In hard times, say the gurus & critics, crime fiction is especially popular because it presents an awful situation - not unlike one's own only with murder as the spice - but you get the solution at the end & if you've guessed right you get that warm 'aren't I clever' feeling as well. Yep, that's us anno 2014 all right.

A month ago the Svend Awards were awarded here in Svendborg. They are audience awards where just plain folks vote for their favorites, professional reviewers go hang. Two years ago the big favorite film got a hard time from the critics, so the director gushed, very understandably, "These are the real awards!" Okay, films are made to please moviegoers & pack the house, but if the critics like your film as well, even better. The big winner this year was - you guessed it - The Woman in the Cage. They even had to think up a new award - Best Non-Danish Actor in a Danish Film - so co-star Fares Fares could join the fun. I voted for the film that is the Danish entry for an Oscar, an intimate & painful story about the director's marriage & career in the years after his wife killed their infant daughter (off camera). The Danish title is Sorg og Glæde, Sorrow & Joy. Who knows how they will translate it, but as usual the Danish title says it straight.

But just to show that even a Scrappy Old Bat can be up on trends, I here present World's Shortest Crime Novel / Krimi, in both Danish & English:

DK: Den lyd igen – han stod som lammet, bange, skamfuld. Hun var på fri fod nu og ingen kunne vide hvad den skøre jaloux kælling, han engang elskede, kunne finde på. Søg i mørket, rystende. Opfør dig som en mand. Han tog et enkelt skridt frem. Deres tykke røde kat gled frem fra skyggerne og kiggede op på ham, undskyldende.
    ”Dumme kat!”
    Han grinede så højt at han slet ikke hørte suset fra hendes kniv.


GB: That noise again – he froze, afraid, ashamed. She was free now, and who knew what that crazy jealous bitch he once loved might think up. Search the dark, shaking. Come on, be a man. He took one step forward. Their fat orange cat slipped from the shadows and looked up at him, apologizing.
    “Stupid cat!”
    He laughed so hard he never heard the whish of her knife.


My copyright, everybody. Aren't I clever?

Tuesday, September 23, 2014

Happy Autumn


Happy autumn everyone. Today is the autumn equinox & just here a beautiful day. September is my favorite month, with golden & gray days trading off, rain & wind too, a taste of what's ending & what's soon to come. Get very impatient with folks who say that now the sun's going the wrong way, boo hoo, but shouldn't because it's their problem.

Do wish we were saying farewell to Daylight Saving Time as in years past, but now Denmark has coordinated with Southern Europe there's another month to go. Very bad news for families with children, especially school children who leave home at 8.00 only it's really 7.00 & chilly, wet grass & semi-dark. They start the day with wet feet & a jacket that's too warm, which they then ditch at the first recess & usually before their feet are dry. Ah-choo! I ran an after-school program for 4 years & have firsthand experience.
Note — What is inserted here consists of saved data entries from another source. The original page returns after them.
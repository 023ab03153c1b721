//! Configuration loading and config file resolution
//!
//! Bootstrap configuration is a single TOML file. Every field has a built-in
//! default, so a missing file (or a missing section) never prevents startup.
//!
//! # Resolution priority
//! 1. Explicit path passed by the host application
//! 2. `DERMALENS_CONFIG` environment variable
//! 3. Platform config directory (`~/.config/dermalens/config.toml` on Linux)
//! 4. Built-in defaults
//!
//! Scoring weights and trend thresholds are policy constants and are
//! deliberately absent from this file.

use crate::{Error, Result};
use serde::Deserialize;
use std::path::{Path, PathBuf};
use std::time::Duration;
use tracing::{info, warn};

/// Environment variable naming an explicit config file
pub const CONFIG_ENV_VAR: &str = "DERMALENS_CONFIG";

/// Top-level configuration
#[derive(Debug, Clone, Default, Deserialize, PartialEq)]
#[serde(default)]
pub struct InsightsConfig {
    pub logging: LoggingConfig,
    pub explanations: ExplanationConfig,
    pub recommendations: RecommendationConfig,
}

/// Logging configuration
#[derive(Debug, Clone, Deserialize, PartialEq)]
#[serde(default)]
pub struct LoggingConfig {
    /// Log level (trace, debug, info, warn, error)
    pub level: String,

    /// Log file path (optional, logs to stderr if not specified)
    pub file: Option<PathBuf>,
}

impl Default for LoggingConfig {
    fn default() -> Self {
        Self {
            level: "info".to_string(),
            file: None,
        }
    }
}

/// Explanation cache configuration
#[derive(Debug, Clone, Deserialize, PartialEq)]
#[serde(default)]
pub struct ExplanationConfig {
    /// Days before a cached explanation is regenerated
    pub ttl_days: u32,

    /// Deadline for a single explanation request before the template is shown
    pub generation_timeout_ms: u64,
}

impl ExplanationConfig {
    pub fn ttl(&self) -> chrono::Duration {
        chrono::Duration::days(i64::from(self.ttl_days))
    }

    pub fn generation_timeout(&self) -> Duration {
        Duration::from_millis(self.generation_timeout_ms)
    }
}

impl Default for ExplanationConfig {
    fn default() -> Self {
        Self {
            ttl_days: 7,
            generation_timeout_ms: 8000,
        }
    }
}

/// Recommendation ranking configuration
#[derive(Debug, Clone, Deserialize, PartialEq)]
#[serde(default)]
pub struct RecommendationConfig {
    /// Items kept per product category
    pub top_per_category: usize,
}

impl Default for RecommendationConfig {
    fn default() -> Self {
        Self { top_per_category: 3 }
    }
}

impl InsightsConfig {
    /// Parse configuration from TOML text
    pub fn from_toml_str(content: &str) -> Result<Self> {
        let config: InsightsConfig = toml::from_str(content)?;
        config.validate()?;
        Ok(config)
    }

    /// Load configuration from a specific file
    pub fn from_file(path: &Path) -> Result<Self> {
        let content = std::fs::read_to_string(path)?;
        Self::from_toml_str(&content)
            .map_err(|e| Error::Config(format!("{}: {}", path.display(), e)))
    }

    /// Resolve and load configuration following the priority order
    ///
    /// A file that cannot be found falls back to defaults with a warning.
    /// A file that exists but cannot be parsed is an error.
    pub fn load(explicit: Option<&Path>) -> Result<Self> {
        match resolve_config_path(explicit) {
            Some(path) if path.exists() => {
                info!("Loading configuration from {}", path.display());
                Self::from_file(&path)
            }
            Some(path) => {
                warn!(
                    "Config file {} not found, using built-in defaults",
                    path.display()
                );
                Ok(Self::default())
            }
            None => {
                info!("No config file found, using built-in defaults");
                Ok(Self::default())
            }
        }
    }

    fn validate(&self) -> Result<()> {
        if self.explanations.ttl_days == 0 {
            return Err(Error::InvalidInput(
                "explanations.ttl_days must be at least 1".to_string(),
            ));
        }
        if self.explanations.generation_timeout_ms == 0 {
            return Err(Error::InvalidInput(
                "explanations.generation_timeout_ms must be greater than 0".to_string(),
            ));
        }
        Ok(())
    }
}

/// Pick the config file path to load, without checking the final candidate
///
/// Explicit and environment paths are returned even if missing so the caller
/// can warn about them; the platform default is only returned if it exists.
pub fn resolve_config_path(explicit: Option<&Path>) -> Option<PathBuf> {
    // Priority 1: explicit path
    if let Some(path) = explicit {
        return Some(path.to_path_buf());
    }

    // Priority 2: environment variable
    if let Ok(path) = std::env::var(CONFIG_ENV_VAR) {
        if !path.trim().is_empty() {
            return Some(PathBuf::from(path));
        }
    }

    // Priority 3: platform config directory
    default_config_path().filter(|path| path.exists())
}

/// Platform config file location
pub fn default_config_path() -> Option<PathBuf> {
    dirs::config_dir().map(|d| d.join("dermalens").join("config.toml"))
}

#[cfg(test)]
mod tests {
    use super::*;

    #[test]
    fn test_defaults() {
        let config = InsightsConfig::default();
        assert_eq!(config.logging.level, "info");
        assert!(config.logging.file.is_none());
        assert_eq!(config.explanations.ttl_days, 7);
        assert_eq!(config.explanations.ttl(), chrono::Duration::days(7));
        assert_eq!(
            config.explanations.generation_timeout(),
            Duration::from_millis(8000)
        );
        assert_eq!(config.recommendations.top_per_category, 3);
    }

    #[test]
    fn test_partial_toml_keeps_defaults() {
        let config = InsightsConfig::from_toml_str(
            r#"
            [explanations]
            ttl_days = 3
            "#,
        )
        .unwrap();
        assert_eq!(config.explanations.ttl_days, 3);
        assert_eq!(config.explanations.generation_timeout_ms, 8000);
        assert_eq!(config.logging.level, "info");
    }

    #[test]
    fn test_empty_toml_is_default() {
        let config = InsightsConfig::from_toml_str("").unwrap();
        assert_eq!(config, InsightsConfig::default());
    }

    #[test]
    fn test_zero_ttl_rejected() {
        let result = InsightsConfig::from_toml_str("[explanations]\nttl_days = 0\n");
        assert!(matches!(result, Err(Error::InvalidInput(_))));
    }

    #[test]
    fn test_zero_timeout_rejected() {
        let result =
            InsightsConfig::from_toml_str("[explanations]\ngeneration_timeout_ms = 0\n");
        assert!(matches!(result, Err(Error::InvalidInput(_))));
    }

    #[test]
    fn test_malformed_toml_rejected() {
        let result = InsightsConfig::from_toml_str("[logging\nlevel = ");
        assert!(matches!(result, Err(Error::TomlParse(_))));
    }
}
So nothing for it - we are now saving daylight until Halloween, but autumn in all its beauty is here. If you think that's cause for grouching, Get Over It.






Friday, August 29, 2014

Sympathy in disguise ISN'T


Just read TIME magazine's coverage of the shooting of an unarmed 18-yr-old black guy in Ferguson, Missouri a couple of weeks ago. After the article 3 individuals expressed their sympathy & thoughts on what Americans should do to prevent this sort of thing in the future. One comment was by Rand Paul, Republican senator from Kentucky. We choose our sides, so I didn't expect anything intelligent, but this was even worse than I expected.
     Rand Paul blamed the whole thing on 'Big Government'! Huh? you say (anyway that's what I said), big ...? That's sure not what America has. Still, he feels the Obama government has "militarized the police" by helping the municipalities directly. Veeery interesting because even Rand Paul had to mumble something about the divide between poor blacks & rich whites, rich & poor generally. It is this divide Obama has been trying to close ever since his first day in the White House. His legislation has consistently sought to level the field just a bit & give the poor a break. Rand Paul & his cronies have blocked every move, unfortunately a time-honored tradition of the privileged. Yep, never miss a chance to bash the president, even if it has nothing to do with the actual topic. Basic selfishness has always been a strong motivator. Bad enough, but when it comes disguised as sympathy it's even more disgusting. 
     I am more & more sad & mad about the shocking division of American society. It can't be only Republicans whose dicks are too short & have to compensate, but that's the way it looks, it really does.  This comment on a tragedy takes hypocrisy to a whole new depth. I sent a shortened text of this post as a Letter to the Editor of TIME. Don't know if it will end up in print there, so here it is.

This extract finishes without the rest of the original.